Topsy-turvy theatre

Leo (Circle of Eleven)

Brisbane Powerhouse, Powerhouse Theatre

September 17 – 22


Circle of Eleven’s “Leo” is an interesting, intriguing one-man show, based on a simple concept.  To one side of the stage is a cutaway of a room, in which Leo performs. On the other side of the stage is a live video projection of the same space, rotated 90 degrees. Using a combination of physical theatre and technological trickery, the show develops from basic movements to complex, impressive acrobatic feats. And this is where its appeal lies; the cleverness comes from anti-gravity abilities (think of Fred Astaire’s famous 1951 “Royal Wedding” number as an exemplar).

The show is skillful and its choreography is engaging in its variety, from simple circus-like clowning to synchronised dance and energetic, gravity-defying wall ascension. And it is easy to appreciate its appeal as family entertainment. Indeed, children were both wide-mouthed and audibly awed in response to the wonder of Leo’s fantastical journey. It is difficult not to appreciate the skill and dexterity being delivered, however, while it is never denigrates to the point of tedium, the wow factor unfortunately starts to wear thin after the initial premise is highlighted in the opening minutes. It is only through the addition of some chalk drawings and cleverly timed video projection (reminiscent of Gene Kelly’s seamless interaction with an animated Jerry Mouse in the 1945 film “Anchors Aweigh”) that the show manages to maintain audience entertainment.

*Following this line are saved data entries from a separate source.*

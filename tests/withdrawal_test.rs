// Seller balances and withdrawals: reservation, disbursement and settlement.

mod common;

use chrono::Utc;
use common::{
    hosted_payer, push_payer, webhook_body_by_idempotency, FlakyTransactions, TestHarness,
    VALID_SIGNATURE,
};
use marketplace_payments::config::{BillingConfig, PayoutConfig};
use marketplace_payments::database::Repositories;
use marketplace_payments::database::payout_repository::{NewSellerEarning, WithdrawalStatus};
use marketplace_payments::database::transaction_repository::TransactionState;
use marketplace_payments::database::webhook_repository::WebhookOutcome;
use marketplace_payments::payments::types::{Money, PaymentPurpose, ProviderKind, ProviderStatus};
use marketplace_payments::services::payout::{PayoutError, WithdrawalInput, WithdrawalOutcome};
use marketplace_payments::services::{Services, SubmitPaymentRequest};
use uuid::Uuid;

async fn credit(harness: &TestHarness, seller: Uuid, net_amount: i64) {
    harness
        .repos
        .payouts
        .credit_earning(NewSellerEarning {
            seller_id: seller,
            order_id: Uuid::new_v4(),
            order_line_id: Uuid::new_v4(),
            gross_amount: net_amount,
            platform_fee: 0,
            net_amount,
            currency: "TZS".to_string(),
        })
        .await
        .unwrap();
}

fn withdraw(amount: i64) -> WithdrawalInput {
    WithdrawalInput {
        amount,
        currency: None,
        destination: push_payer(),
    }
}

async fn request(
    services: &Services,
    seller: Uuid,
    amount: i64,
) -> Result<WithdrawalOutcome, PayoutError> {
    services.payouts.request_withdrawal(seller, withdraw(amount)).await
}

#[tokio::test]
async fn withdrawal_above_balance_is_rejected_without_a_ledger_row() {
    let harness = TestHarness::new();
    let seller = Uuid::new_v4();
    credit(&harness, seller, 80_000).await;

    let result = request(&harness.services, seller, 100_000).await;
    match result {
        Err(PayoutError::InsufficientBalance {
            available,
            requested,
        }) => {
            assert_eq!(available, 80_000);
            assert_eq!(requested, 100_000);
        }
        other => panic!("expected insufficient balance, got {:?}", other.map(|o| o.withdrawal.id)),
    }

    assert!(harness
        .services
        .payouts
        .list_withdrawals(seller)
        .await
        .unwrap()
        .is_empty());
    let open_rows = harness
        .repos
        .transactions
        .find_stale(Utc::now() + chrono::Duration::hours(1), 100)
        .await
        .unwrap();
    assert!(open_rows.is_empty());
    assert_eq!(harness.push.initiate_calls(), 0);
}

#[tokio::test]
async fn concurrent_withdrawals_cannot_overdraw() {
    let harness = TestHarness::new();
    let seller = Uuid::new_v4();
    credit(&harness, seller, 80_000).await;

    let (first, second) = tokio::join!(
        request(&harness.services, seller, 60_000),
        request(&harness.services, seller, 60_000),
    );

    let outcomes = [first, second];
    let accepted = outcomes.iter().filter(|r| r.is_ok()).count();
    let rejected = outcomes
        .iter()
        .filter(|r| matches!(r, Err(PayoutError::InsufficientBalance { .. })))
        .count();
    assert_eq!(accepted, 1);
    assert_eq!(rejected, 1);

    let balance = harness.services.payouts.balance(seller, None).await.unwrap();
    assert_eq!(balance.reserved_withdrawals, 60_000);
    assert_eq!(balance.available, 20_000);
}

#[tokio::test]
async fn fee_is_taken_from_the_requested_amount() {
    let harness = TestHarness::new();
    let seller = Uuid::new_v4();
    credit(&harness, seller, 80_000).await;

    let outcome = request(&harness.services, seller, 50_000).await.unwrap();
    let withdrawal = &outcome.withdrawal;
    assert_eq!(withdrawal.fee, 1_000);
    assert_eq!(withdrawal.net_amount, 49_000);
    assert_eq!(withdrawal.fee + withdrawal.net_amount, withdrawal.amount);

    // The provider is asked to send the net amount.
    let tx = &outcome.payment.transaction;
    assert_eq!(tx.purpose, PaymentPurpose::Withdrawal);
    assert_eq!(tx.amount, 49_000);
    assert_eq!(tx.linked_entity_id, Some(withdrawal.id));
    assert_eq!(tx.idempotency_reference, format!("wdr-{}", withdrawal.id.simple()));
    assert_eq!(withdrawal.transaction_id, Some(tx.id));
    assert_eq!(withdrawal.status, WithdrawalStatus::Processing);
}

#[tokio::test]
async fn webhook_settles_the_withdrawal() {
    let harness = TestHarness::new();
    let seller = Uuid::new_v4();
    credit(&harness, seller, 80_000).await;

    let outcome = request(&harness.services, seller, 50_000).await.unwrap();
    let reference = outcome.payment.transaction.provider_reference.clone().unwrap();

    let receipt = harness
        .deliver(ProviderKind::Push, &reference, ProviderStatus::Successful)
        .await;
    assert_eq!(receipt.outcome, WebhookOutcome::Applied);
    assert_eq!(receipt.state, Some(TransactionState::Completed));

    let withdrawal = harness
        .services
        .payouts
        .get_withdrawal(outcome.withdrawal.id)
        .await
        .unwrap()
        .unwrap();
    assert_eq!(withdrawal.status, WithdrawalStatus::Completed);

    let balance = harness.services.payouts.balance(seller, None).await.unwrap();
    assert_eq!(balance.total_earned, 80_000);
    assert_eq!(balance.completed_withdrawals, 50_000);
    assert_eq!(balance.reserved_withdrawals, 0);
    assert_eq!(balance.available, 30_000);
}

#[tokio::test]
async fn failed_disbursement_releases_the_reservation() {
    let harness = TestHarness::new();
    let seller = Uuid::new_v4();
    credit(&harness, seller, 80_000).await;

    let outcome = request(&harness.services, seller, 50_000).await.unwrap();
    let reference = outcome.payment.transaction.provider_reference.clone().unwrap();
    harness
        .deliver(ProviderKind::Push, &reference, ProviderStatus::Failed)
        .await;

    let withdrawal = harness
        .services
        .payouts
        .get_withdrawal(outcome.withdrawal.id)
        .await
        .unwrap()
        .unwrap();
    assert_eq!(withdrawal.status, WithdrawalStatus::Failed);
    assert!(withdrawal.error_message.is_some());
    let balance = harness.services.payouts.balance(seller, None).await.unwrap();
    assert_eq!(balance.available, 80_000);
}

#[tokio::test]
async fn rejected_initiation_fails_the_withdrawal() {
    let harness = TestHarness::new();
    let seller = Uuid::new_v4();
    credit(&harness, seller, 80_000).await;
    harness.push.fail_initiation(true);

    let result = request(&harness.services, seller, 50_000).await;
    let Err(PayoutError::Submission { withdrawal_id, .. }) = result else {
        panic!("expected submission failure");
    };

    let withdrawal = harness
        .services
        .payouts
        .get_withdrawal(withdrawal_id)
        .await
        .unwrap()
        .unwrap();
    assert_eq!(withdrawal.status, WithdrawalStatus::Failed);
    assert!(withdrawal.transaction_id.is_some());
    let balance = harness.services.payouts.balance(seller, None).await.unwrap();
    assert_eq!(balance.available, 80_000);
}

#[tokio::test]
async fn accepted_disbursement_keeps_its_reservation_when_processing_is_not_recorded() {
    let mut repos = Repositories::in_memory();
    let transactions = FlakyTransactions::wrap(repos.transactions.clone());
    repos.transactions = transactions.clone();
    let harness = TestHarness::with_repos(repos, BillingConfig::default(), PayoutConfig::default());
    let seller = Uuid::new_v4();
    credit(&harness, seller, 80_000).await;
    transactions.fail_processing(true);

    let result = request(&harness.services, seller, 50_000).await;
    let Err(PayoutError::Submission { withdrawal_id, source }) = result else {
        panic!("expected submission error");
    };
    assert!(!source.nothing_sent());
    assert_eq!(harness.push.initiate_calls(), 1);

    let withdrawal = harness
        .services
        .payouts
        .get_withdrawal(withdrawal_id)
        .await
        .unwrap()
        .unwrap();
    assert_eq!(withdrawal.status, WithdrawalStatus::Pending);
    let transaction_id = withdrawal.transaction_id.expect("transaction attached");
    let balance = harness.services.payouts.balance(seller, None).await.unwrap();
    assert_eq!(balance.available, 30_000);
    assert!(matches!(
        request(&harness.services, seller, 50_000).await,
        Err(PayoutError::InsufficientBalance { available: 30_000, .. })
    ));

    // The provider's callback still settles the payout.
    transactions.fail_processing(false);
    let tx = harness
        .services
        .orchestrator
        .get_transaction(transaction_id)
        .await
        .unwrap();
    assert_eq!(tx.state, TransactionState::Pending);
    let receipt = harness
        .services
        .reconciliation
        .handle_webhook(
            ProviderKind::Push,
            &webhook_body_by_idempotency(&tx.idempotency_reference, ProviderStatus::Successful),
            VALID_SIGNATURE,
        )
        .await
        .unwrap();
    assert_eq!(receipt.outcome, WebhookOutcome::Applied);

    let withdrawal = harness
        .services
        .payouts
        .get_withdrawal(withdrawal_id)
        .await
        .unwrap()
        .unwrap();
    assert_eq!(withdrawal.status, WithdrawalStatus::Completed);
    let balance = harness.services.payouts.balance(seller, None).await.unwrap();
    assert_eq!(balance.available, 30_000);
}

#[tokio::test]
async fn withdrawals_only_go_to_mobile_money() {
    let harness = TestHarness::new();
    let seller = Uuid::new_v4();
    credit(&harness, seller, 80_000).await;

    let hosted = harness
        .services
        .payouts
        .request_withdrawal(
            seller,
            WithdrawalInput {
                amount: 10_000,
                currency: None,
                destination: hosted_payer(),
            },
        )
        .await;
    assert!(matches!(hosted, Err(PayoutError::InvalidDestination(_))));

    let tiny = request(&harness.services, seller, 500).await;
    assert!(matches!(tiny, Err(PayoutError::InvalidAmount { .. })));
    assert!(harness
        .services
        .payouts
        .list_withdrawals(seller)
        .await
        .unwrap()
        .is_empty());
}

#[tokio::test]
async fn paid_orders_fund_withdrawals() {
    let harness = TestHarness::new();
    let seller = Uuid::new_v4();
    let other_seller = Uuid::new_v4();
    let order = harness
        .create_order(&[(seller, 60_000), (other_seller, 40_000)])
        .await;

    let payment = harness
        .services
        .orchestrator
        .submit(SubmitPaymentRequest {
            user_id: order.buyer_id,
            purpose: PaymentPurpose::OrderPayment,
            amount: Money::new(100_000, "TZS"),
            payer: push_payer(),
            linked_entity_id: Some(order.id),
            description: None,
            idempotency_reference: None,
            metadata: None,
        })
        .await
        .unwrap();
    harness
        .deliver(
            ProviderKind::Push,
            payment.transaction.provider_reference.as_deref().unwrap(),
            ProviderStatus::Successful,
        )
        .await;

    let balance = harness.services.payouts.balance(seller, None).await.unwrap();
    assert_eq!(balance.available, 54_000);
    let other = harness.services.payouts.balance(other_seller, None).await.unwrap();
    assert_eq!(other.available, 36_000);

    assert!(request(&harness.services, seller, 54_000).await.is_ok());
    assert!(matches!(
        request(&harness.services, seller, 1_000).await,
        Err(PayoutError::InsufficientBalance { available: 0, .. })
    ));
}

This is a silent show, from a dialogue perspective; however, the music is a highlight that enhances Leo’s emotional journey through realisation and exploration of his gravity-defying dilemma. My expectations of “Leo” were high, having read of its Edinburgh and Montreal festival successes, and it is great to see Brisbane celebrating different theatre of this type. But different and delightful alone do not offer charm enough to justify the hefty $40+ ticket price for a one hour running time.